Just as he was beginning to recover — he twice shot 60 in the fall of his junior year — Bramlett was riding his bike when he took a spill over the handle bars, braced for the fall with his hands and injured ligaments and tendons in the same wrist.
“The second one hurt,” Bramlett said, speaking more of the emotional damage than the injury itself. “As soon as it happened, I had a sick feeling in my stomach. I went 13 months not knowing what was wrong and how to fix it. I just had to wait. Surgery wasn’t going to help. It was a little bit frustrating, but it was over and you move on.”
Walking along with Bramlett on Tuesday were his father, Marlo, and Stanford golf coach Conrad Ray, who could appreciate the experience. Ray, who played for the Cardinal on the same team as Woods, qualified for his only U.S. Open in 2005 at Pinehurst No. 2, and spent a practice round with Woods.
It was hard to determine who was more proud.
Marlo Bramlett still remembers the day his son beat him for the first time, at age 12. They were tied at San Jose Country Club when the kid got up-and-down from a bunker by holing a 6-foot putt, turned to point at his father with a wide smile and said, “I got you.”
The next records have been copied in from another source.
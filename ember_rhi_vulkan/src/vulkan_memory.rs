/// MemoryManager - pooled GPU memory sub-allocation
///
/// Each pool is one native `VkDeviceMemory` carved into allocations. Free space
/// is kept as a list of blocks sorted by offset; used ranges plus free blocks
/// always cover `[0, total_size)` exactly. Host-visible pools are mapped once
/// at creation and stay mapped until shutdown.

use ash::vk;
use ember_rhi::ember::{Error, Result};
use ember_rhi::ember::render::{AllocationStrategy, MemoryManagerConfig, MemoryStats, MemoryType};
use ember_rhi::{engine_debug, engine_error, engine_info, engine_warn};
use rustc_hash::FxHashMap;
use std::ptr::NonNull;
use std::sync::{Mutex, MutexGuard};

use crate::vulkan_context::native_error;
use crate::vulkan_format::memory_type_flags;

const LOG_SOURCE: &str = "ember::vulkan::MemoryManager";

// ===== NATIVE SEAM =====

/// Native memory operations used by the manager
pub trait MemoryBackend: Send {
    /// Index of a memory type with the properties of `memory_type`, restricted to `type_bits`
    fn find_memory_type_index(&self, memory_type: MemoryType, type_bits: u32) -> Option<u32>;

    fn allocate_memory(&self, size: u64, memory_type_index: u32) -> Result<vk::DeviceMemory>;

    /// Map the whole memory object
    fn map_memory(&self, memory: vk::DeviceMemory, size: u64) -> Result<*mut u8>;

    fn free_memory(&self, memory: vk::DeviceMemory);
}

/// `MemoryBackend` over a Vulkan logical device
pub struct VulkanMemoryBackend {
    device: ash::Device,
    properties: vk::PhysicalDeviceMemoryProperties,
}

impl VulkanMemoryBackend {
    pub fn new(device: ash::Device, properties: vk::PhysicalDeviceMemoryProperties) -> Self {
        Self { device, properties }
    }
}

impl MemoryBackend for VulkanMemoryBackend {
    fn find_memory_type_index(&self, memory_type: MemoryType, type_bits: u32) -> Option<u32> {
        let wanted = memory_type_flags(memory_type);
        (0..self.properties.memory_type_count).find(|&i| {
            type_bits & (1 << i) != 0
                && self.properties.memory_types[i as usize].property_flags.contains(wanted)
        })
    }

    fn allocate_memory(&self, size: u64, memory_type_index: u32) -> Result<vk::DeviceMemory> {
        let info = vk::MemoryAllocateInfo::default()
            .allocation_size(size)
            .memory_type_index(memory_type_index);
        unsafe { self.device.allocate_memory(&info, None) }.map_err(|e| native_error("vkAllocateMemory", e))
    }

    fn map_memory(&self, memory: vk::DeviceMemory, size: u64) -> Result<*mut u8> {
        unsafe { self.device.map_memory(memory, 0, size, vk::MemoryMapFlags::empty()) }
            .map(|ptr| ptr as *mut u8)
            .map_err(|e| native_error("vkMapMemory", e))
    }

    fn free_memory(&self, memory: vk::DeviceMemory) {
        unsafe { self.device.free_memory(memory, None) };
    }
}
//! Unit tests for descriptor

use super::*;

fn layout() -> DescriptorSetLayoutDesc {
    DescriptorSetLayoutDesc {
        bindings: vec![
            DescriptorBinding { binding: 0, descriptor_type: DescriptorType::UniformBuffer, count: 1, stages: ShaderStageFlags::VERTEX },
            DescriptorBinding { binding: 1, descriptor_type: DescriptorType::CombinedImageSampler, count: 1, stages: ShaderStageFlags::FRAGMENT },
        ],
    }
}

#[test]
fn test_validate_rejects_duplicates() {
    assert!(layout().validate().is_ok());
    let mut dup = layout();
    dup.bindings[1].binding = 0;
    assert!(matches!(dup.validate(), Err(Error::InvalidResource(_))));
}

#[test]
fn test_check_binding() {
    let layout = layout();
    assert!(check_binding(&layout, 0, DescriptorType::UniformBuffer).is_ok());
    assert!(check_binding(&layout, 1, DescriptorType::UniformBuffer).is_err());
    assert!(check_binding(&layout, 7, DescriptorType::StorageBuffer).is_err());
}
“I’ve never been more proud as a parent, and I’ve never been more mad as a parent,” the father said with a laugh. “I put my clubs away and went to the office to cool off. And I realized, ‘You’re not going to beat him much more.’”
Marlo Bramlett figures the injuries that slowed his son only made him stronger. To see him at Pebble Beach was proof.
“It means a lot to see him achieve this because he worked so hard at it,” the father said.
Ray arranged the practice round with Woods, sending him a text not long after Bramlett qualified. Woods remembered him well and replied immediately.
“It’s great to see him healthy again,” Woods said. “He’s been struggling with a bad wrist for the last couple of years, and to see him out there and not flinching, not in pain — he’s such a great kid — it’s good to see.”
What impressed Ray the most was how Bramlett insisted on being part of the Cardinal team even when he wasn’t healthy enough to play. His teammates voted him captain for his senior year, and while Bramlett struggled at times, he came through in the clutch.
Stanford, Arizona State and San Diego were in a playoff at the NCAAs for the final spot in the match play portion of the tournament. San Diego had finished its playoff holes in 2 under. Stanford avoided elimination when Bramlett made a 25-foot birdie putt, and it advanced to the final round on the next hole.
“It was a reasonably big fist pump,” he said.
Bramlett was just getting started. He flew back to California after the NCAAs and shot 65-71 at Del Paso in Sacramento to make it by one shot into his first U.S. Open. He might have expected to be here sooner. Then again, he never expected to miss parts of two years with injuries that could have ended all his dreams.
“It helped me grow as a person and understand that it’s not always going to go your way,” he said. “It’s not always going to be easy and it’s not always going to be fair. But you work through it. You take what you get and make the most of it.”
That he has done.
Two days before his practice round with Woods, he graduated from Stanford.